After a week without one, I was delighted to find two new episodes of Merlin were being broadcast last night. A romp through Arthurian England is a great way to end the weekend. In the second episode, to atone for killing a unicorn, Arthur must make his way through a labyrinth and face a challenge at the center. If he meets the challenge, the curse will be lifted from Camelot.
Now, I've nothing against a good dose of fantasy.
As long, that is, as it stays fantasy.
Unfortunately, sometime during the last ten years or so, someone had the bright idea to bring the labyrinth tradition into the mainline evangelical Christian church. The reasoning was that if the experience could be centered around Christian values - prayer, experience of God and the like - it could be beneficial in bringing believers into worship.
Hogwash.
Rather than go into all the arguments myself, I'll simply point you to this article, written several years ago by Carl Teichrib, chief editor of the Forcing Change website. He lists out some of the arguments against trying to "repurpose" labyrinths.
Simply put, we're not to do as the pagans do. Over and over, in both Testaments, we see this repeated. We are called to be separate, distinct. Including pagan ritual in our worship - no matter how much we try to whitewash it and "christianize" it - brings a very real danger of future apostasy. Is it worth the risk? No.
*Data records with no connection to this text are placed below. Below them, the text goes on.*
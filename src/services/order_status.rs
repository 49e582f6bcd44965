//! Order status authority.
//!
//! Administrative state transitions run through here: the transition table,
//! terminal-state protection, compensating inventory release on
//! cancellation, and manual payment confirmation for assisted orders.

use std::sync::Arc;

use chrono::Utc;
use sea_orm::sea_query::Expr;
use sea_orm::{ActiveModelTrait, ColumnTrait, DatabaseConnection, EntityTrait, QueryFilter, Set};
use tracing::{info, instrument, warn};
use uuid::Uuid;

use crate::{
    entities::order::{
        self, Entity as OrderEntity, OrderState, OrderStatus, PaymentMethod, PaymentStatus,
    },
    errors::ServiceError,
    events::{Event, EventSender},
    notifications::{self, NotificationChannel},
    services::{append_history, coupons::CouponService, inventory::InventoryService},
};

#[derive(Clone)]
pub struct OrderStatusService {
    db: Arc<DatabaseConnection>,
    inventory: InventoryService,
    coupons: CouponService,
    notifier: Arc<dyn NotificationChannel>,
    event_sender: EventSender,
}

impl OrderStatusService {
    pub fn new(
        db: Arc<DatabaseConnection>,
        inventory: InventoryService,
        coupons: CouponService,
        notifier: Arc<dyn NotificationChannel>,
        event_sender: EventSender,
    ) -> Self {
        Self {
            db,
            inventory,
            coupons,
            notifier,
            event_sender,
        }
    }

    /// Applies an administrative status transition.
    ///
    /// Terminal states (`delivered`, `cancelled`) are immutable unless
    /// `override_terminal` is set; the override also bypasses the transition
    /// table for operator intervention. Entering `cancelled` always releases
    /// reserved inventory, however the cancellation was triggered.
    #[instrument(skip(self, message), fields(order_id = %order_id, new_status = %new_status.as_str()))]
    pub async fn update_status(
        &self,
        order_id: Uuid,
        new_status: OrderStatus,
        override_terminal: bool,
        message: Option<String>,
    ) -> Result<order::Model, ServiceError> {
        let order = OrderEntity::find_by_id(order_id)
            .one(&*self.db)
            .await?
            .ok_or_else(|| ServiceError::NotFound(format!("Order {order_id} not found")))?;

        let current = OrderStatus::parse(&order.order_status).ok_or_else(|| {
            ServiceError::InternalError(format!("unknown order status '{}'", order.order_status))
        })?;

        if current == new_status {
            return Ok(order);
        }

        if !override_terminal {
            if current.is_terminal() {
                return Err(ServiceError::IllegalTransition(format!(
                    "cannot leave terminal state '{}' without override",
                    current.as_str()
                )));
            }
            if !OrderState::transition_allowed(current, new_status) {
                return Err(ServiceError::IllegalTransition(format!(
                    "'{}' -> '{}'",
                    current.as_str(),
                    new_status.as_str()
                )));
            }
            // The combined state must stay legal: e.g. an unpaid order cannot
            // be marked processing or delivered.
            if new_status != OrderStatus::Cancelled {
                OrderState::from_axes(new_status.as_str(), &order.payment_status).map_err(
                    |_| {
                        ServiceError::IllegalTransition(format!(
                            "'{}' is incompatible with payment status '{}'",
                            new_status.as_str(),
                            order.payment_status
                        ))
                    },
                )?;
            }
        }

        let old_status = order.order_status.clone();
        let payment_completed = order.payment_status == PaymentStatus::Completed.as_str();

        let mut active: order::ActiveModel = order.clone().into();
        active.order_status = Set(new_status.as_str().to_string());
        active.updated_at = Set(Some(Utc::now()));
        active.version = Set(order.version + 1);
        let updated = active.update(&*self.db).await?;

        let note = message.unwrap_or_else(|| {
            format!("Status updated to {}", new_status.as_str())
        });
        append_history(&*self.db, order_id, new_status.as_str(), note).await?;

        if new_status == OrderStatus::Cancelled {
            self.inventory.release_order_best_effort(order_id).await;
            if !payment_completed {
                if let Err(e) = self.coupons.compensate(&order).await {
                    warn!(order_id = %order_id, error = %e, "coupon compensation failed on cancel");
                }
            }
            let _ = self.event_sender.send(Event::OrderCancelled(order_id)).await;
        }

        info!(
            order_id = %order_id,
            old_status = %old_status,
            new_status = %new_status.as_str(),
            "order status updated"
        );
        let _ = self
            .event_sender
            .send(Event::OrderStatusChanged {
                order_id,
                old_status,
                new_status: new_status.as_str().to_string(),
            })
            .await;

        notifications::notify_status_update(self.notifier.as_ref(), &updated).await;

        Ok(updated)
    }

    /// Confirms an assisted (out-of-band) payment after human verification.
    /// Follows the same completion semantics as gateway confirmation: a
    /// guarded update completes the payment exactly once.
    #[instrument(skip(self), fields(order_id = %order_id, verified_by))]
    pub async fn confirm_manual_payment(
        &self,
        order_id: Uuid,
        verified_by: &str,
        transaction_ref: &str,
    ) -> Result<order::Model, ServiceError> {
        let order = OrderEntity::find_by_id(order_id)
            .one(&*self.db)
            .await?
            .ok_or_else(|| ServiceError::NotFound(format!("Order {order_id} not found")))?;

        if order.payment_method != PaymentMethod::Assisted.as_str() {
            return Err(ServiceError::InvalidOperation(
                "Manual confirmation applies to assisted payment orders only".to_string(),
            ));
        }
        if order.payment_status == PaymentStatus::Completed.as_str() {
            return Err(ServiceError::OrderAlreadyPaid);
        }
        if order.order_status != OrderStatus::PaymentPending.as_str() {
            return Err(ServiceError::InvalidOperation(
                "Order is not awaiting payment".to_string(),
            ));
        }

        let now = Utc::now();
        let result = OrderEntity::update_many()
            .col_expr(
                order::Column::PaymentStatus,
                Expr::value(PaymentStatus::Completed.as_str()),
            )
            .col_expr(
                order::Column::OrderStatus,
                Expr::value(OrderStatus::Processing.as_str()),
            )
            .col_expr(
                order::Column::GatewayPaymentId,
                Expr::value(Some(transaction_ref.to_string())),
            )
            .col_expr(order::Column::PaidAt, Expr::value(Some(now)))
            .col_expr(order::Column::UpdatedAt, Expr::value(Some(now)))
            .filter(order::Column::Id.eq(order_id))
            .filter(order::Column::OrderStatus.eq(OrderStatus::PaymentPending.as_str()))
            .filter(order::Column::PaymentStatus.ne(PaymentStatus::Completed.as_str()))
            .exec(&*self.db)
            .await?;

        if result.rows_affected == 0 {
            return Err(ServiceError::OrderAlreadyPaid);
        }

        append_history(
            &*self.db,
            order_id,
            OrderStatus::Processing.as_str(),
            format!("Payment confirmed manually by {verified_by} (ref {transaction_ref})"),
        )
        .await?;

        self.inventory.commit_order_best_effort(order_id).await;

        let _ = self
            .event_sender
            .send(Event::PaymentCaptured {
                order_id,
                gateway_payment_id: transaction_ref.to_string(),
            })
            .await;

        let updated = OrderEntity::find_by_id(order_id)
            .one(&*self.db)
            .await?
            .ok_or_else(|| ServiceError::NotFound(format!("Order {order_id} not found")))?;

        notifications::notify_status_update(self.notifier.as_ref(), &updated).await;

        Ok(updated)
    }
}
It's true - a number of accepted Christian practices have their roots in paganism (the date we celebrate Christmas springs to mind), but the circumstances today are different than when those decisions were made. The point at that time was to provide an alternative to pagan practice for early Christians, to keep them from incorporating those practices in their new-found faith through ignorance.
And now we are adopting pagan practices deliberately? Sheesh.